Provano anche la via legale denunciando il molestatore, ma è passato troppo tempo ed il reato è prescritto. Ma per Angela è l'inizio di una nuova vita. "Il dottore mi capiva, parlava la mia lingua e mi indirizzava alle cure. Così finalmente decisi che volevo vivere e iniziai il mio percorso. Dovevo stare ricoverata per 3 mesi, me ne bastarono 2 e mi rimisi al mondo. Quando tornai a casa chiesi a mia madre cosa aveva cucinato per cena, era l'inizio della ripresa". Ora Angela aiuta gli altri che stanno vivendo il suo stesso inferno, e che devono fare i conti che i pochi fondi statali disponibili a fronte di una malattia che avanza sempre di più.

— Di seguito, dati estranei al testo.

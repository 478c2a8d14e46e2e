use axum::{
    extract::{Query, State},
    Json,
};
use serde::Deserialize;

use crate::assistant::prompts::QUICK_SYSTEM;
use crate::errors::AppError;
use crate::models::user::{ConversationEntryRow, EmailQuery, UserRow};
use crate::state::AppState;

#[derive(Debug, Deserialize)]
pub struct QuickRequest {
    pub email: String,
    pub query: String,
}

/// POST /api/v1/assistant/quick — one-shot question. Every exchange is
/// appended to the user's conversation log.
pub async fn handle_quick(
    State(state): State<AppState>,
    Json(req): Json<QuickRequest>,
) -> Result<Json<ConversationEntryRow>, AppError> {
    if req.query.trim().is_empty() {
        return Err(AppError::Validation("Query is required".into()));
    }
    let user = UserRow::fetch_by_email(&state.db, &req.email).await?;

    let response = state.llm.call(QUICK_SYSTEM, &req.query).await?;

    let entry: ConversationEntryRow = sqlx::query_as(
        "INSERT INTO conversation_log (user_email, input, response) \
         VALUES ($1, $2, $3) RETURNING *",
    )
    .bind(&user.email)
    .bind(&req.query)
    .bind(&response)
    .fetch_one(&state.db)
    .await?;

    Ok(Json(entry))
}

/// GET /api/v1/assistant/history — newest first.
pub async fn handle_history(
    State(state): State<AppState>,
    Query(params): Query<EmailQuery>,
) -> Result<Json<Vec<ConversationEntryRow>>, AppError> {
    let entries: Vec<ConversationEntryRow> = sqlx::query_as(
        "SELECT * FROM conversation_log WHERE user_email = $1 ORDER BY created_at DESC LIMIT 50",
    )
    .bind(&params.email)
    .fetch_all(&state.db)
    .await?;
    Ok(Json(entries))
}
//! Progress metrics derived from a roadmap.
//!
//! Percentages are always recomputed wholesale after a mutation — never
//! patched incrementally — so the cached value on the user row cannot
//! drift from the document.

use serde::{Deserialize, Serialize};

use crate::roadmap::model::Roadmap;

#[derive(Debug, Clone, PartialEq, Serialize, Deserialize)]
pub struct ProgressReport {
    pub overall_progress: u8,
    pub per_container_progress: Vec<u8>,
}

/// Computes per-container and overall completion percentages.
/// Empty roadmaps and empty containers count as 0%, not a division error.
pub fn compute_progress(roadmap: &Roadmap) -> ProgressReport {
    let mut total = 0usize;
    let mut done = 0usize;
    let per_container_progress = roadmap
        .containers
        .iter()
        .map(|c| {
            let container_total = c.tasks.len();
            let container_done = c.tasks.iter().filter(|t| t.done).count();
            total += container_total;
            done += container_done;
            percent(container_done, container_total)
        })
        .collect();

    ProgressReport {
        overall_progress: percent(done, total),
        per_container_progress,
    }
}

fn percent(done: usize, total: usize) -> u8 {
    if total == 0 {
        return 0;
    }
    (100.0 * done as f64 / total as f64).round() as u8
}

#[cfg(test)]
mod tests {
    use super::*;
    use crate::roadmap::ingest::ingest;
    use crate::roadmap::update::set_task_done;

    #[test]
    fn test_empty_roadmap_is_zero() {
        let roadmap = Roadmap {
            goal: String::new(),
            containers: Vec::new(),
        };
        let report = compute_progress(&roadmap);
        assert_eq!(report.overall_progress, 0);
        assert!(report.per_container_progress.is_empty());
    }

    #[test]
    fn test_container_with_no_tasks_is_zero() {
        let roadmap = ingest(r#"{"weeks":[{"title":"W1","tasks":[]}]}"#).unwrap();
        let report = compute_progress(&roadmap);
        assert_eq!(report.overall_progress, 0);
        assert_eq!(report.per_container_progress, vec![0]);
    }

    #[test]
    fn test_all_done_is_one_hundred() {
        let roadmap = ingest(
            r#"{"milestones":[
                {"title":"M1","tasks":[{"title":"A","done":true},{"title":"B","done":true}]},
                {"title":"M2","tasks":[{"title":"C","done":true}]}
            ]}"#,
        )
        .unwrap();
        let report = compute_progress(&roadmap);
        assert_eq!(report.overall_progress, 100);
        assert_eq!(report.per_container_progress, vec![100, 100]);
    }

    #[test]
    fn test_percentages_stay_in_bounds() {
        let roadmap = ingest(
            r#"{"milestones":[
                {"title":"M1","tasks":[{"title":"A","done":true},{"title":"B"},{"title":"C"}]},
                {"title":"M2","tasks":[]},
                {"title":"M3","tasks":[{"title":"D","done":true}]}
            ]}"#,
        )
        .unwrap();
        let report = compute_progress(&roadmap);
        assert!(report.overall_progress <= 100);
        assert!(report.per_container_progress.iter().all(|&p| p <= 100));
        // 2 of 4 tasks done overall
        assert_eq!(report.overall_progress, 50);
        assert_eq!(report.per_container_progress, vec![33, 0, 100]);
    }

    #[test]
    fn test_one_of_four_after_single_toggle() {
        let mut roadmap = ingest(
            r#"{"milestones":[
                {"title":"M1","tasks":["A","B"]},
                {"title":"M2","tasks":["C","D"]}
            ]}"#,
        )
        .unwrap();
        set_task_done(&mut roadmap, 0, 0, true).unwrap();
        let report = compute_progress(&roadmap);
        assert_eq!(report.overall_progress, 25);
        assert_eq!(report.per_container_progress, vec![50, 0]);
    }
}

"Queste persone vanno aiutate"
Nel 2021 per la prima volta vengono stanziati dall'allora governo Conte circa 25 milioni di euro per i centri per i disturbi alimentari da suddividere su base regionale. In Campania arrivano 1,4 milioni di euro, una cifra irrisoria se pensiamo alle spese della sanità pubblica. Utili giusto a dare il minimo indispensabile ai centri nelle Asl e negli ospedali. Si era appena usciti dal Covid, in un periodo in cui era impossibile fare terapia. "Durante il Covid abbiamo avuto diverse perdite – spiega Angela – io ho perso una ragazza che seguivo, era arrivata al pronto soccorso troppo tardi, morì d'infarto ed era anoressica"
Il governo Meloni in un primo momento aveva tagliato i 25 milioni, salvo poi rimetterne a bilancio 10. "Il movimento Lilla è sceso in piazza per ottenere che non ci siano più interventi emergenziali o toppe, ma ci sia una politica strutturale che permetta a tutte le regioni di avere un budget scorporato e vincolato per i centri per i disturbi alimentari" ci spiega Aurora Caporossi dell'associazione "Animenta" del movimento Lilla. "Servono ambulatori e personale specializzato, i 10 milioni non sono abbastanza per coprire l'esigenza di cura che abbiamo qui in Italia" sottolinea. "Sono spiccioli – commenta a Fanpage.it il medico Walter Milano del centro per i disturbi alimentari dell'Asl Napoli 2 – non è che si muore per i disturbi alimentari, si muore se non ci sono delle cure, se non riusciamo a prenderli in carico, se non riusciamo a dare risposte". Una situazione che meriterebbe un investimento pubblico decisamente superiore.
"I centri pubblici sono pochi, a Sud poi si contano sulle dita di una mano, e le liste d'attesa sono lunghissime – dice Angela – e senza fondi come li ampliamo? Come recuperiamo i posti letto come mancano?". La replica del dottor Milano: "Le liste d'attesa non sono lunghe, il problema è che la risposta che riusciamo a dare come sanità pubblica è limitata perché abbiamo risorse limitate e anche spazi fisici dove incontrare le persone che sono limitati". Mentre i dati ufficiali del Ministero della Salute parlano di una diffusione dei disturbi alimentari in costante aumento, i percorsi di cura ed i centri pubblici non vengono rafforzati da una politica nazionale adeguata. Chi lavora nei centri, come quello dell'Asl Napoli 2 del dottor Milano, rappresenta l'ancora di salvezza di ragazzi e ragazze che arrivano alle cure spesso con dei parametri vitali che li pongono ad un passo dalla morte. E' in questi centri che si riportano in vita, gli si restituisce la loro esistenza nelle proprie mani.
"Abbiamo bisogno di un fondo permanente – sottolinea Caporossi – è questa la strada che ci permette l'accesso alle cure e che ci permette che ogni regione possa potenziare il servizio con ambulatori dedicati solo a queste malattie". Un grido di aiuto che non viene solo dai pazienti e dalle famiglie, ma anche dagli operatori sanitari: "Queste persone vanno ascoltate – dice il dottor Milano – abbiamo bisogno di attenzione, questi ragazzi e le loro famiglia devono essere ascoltati e ricevere risposte".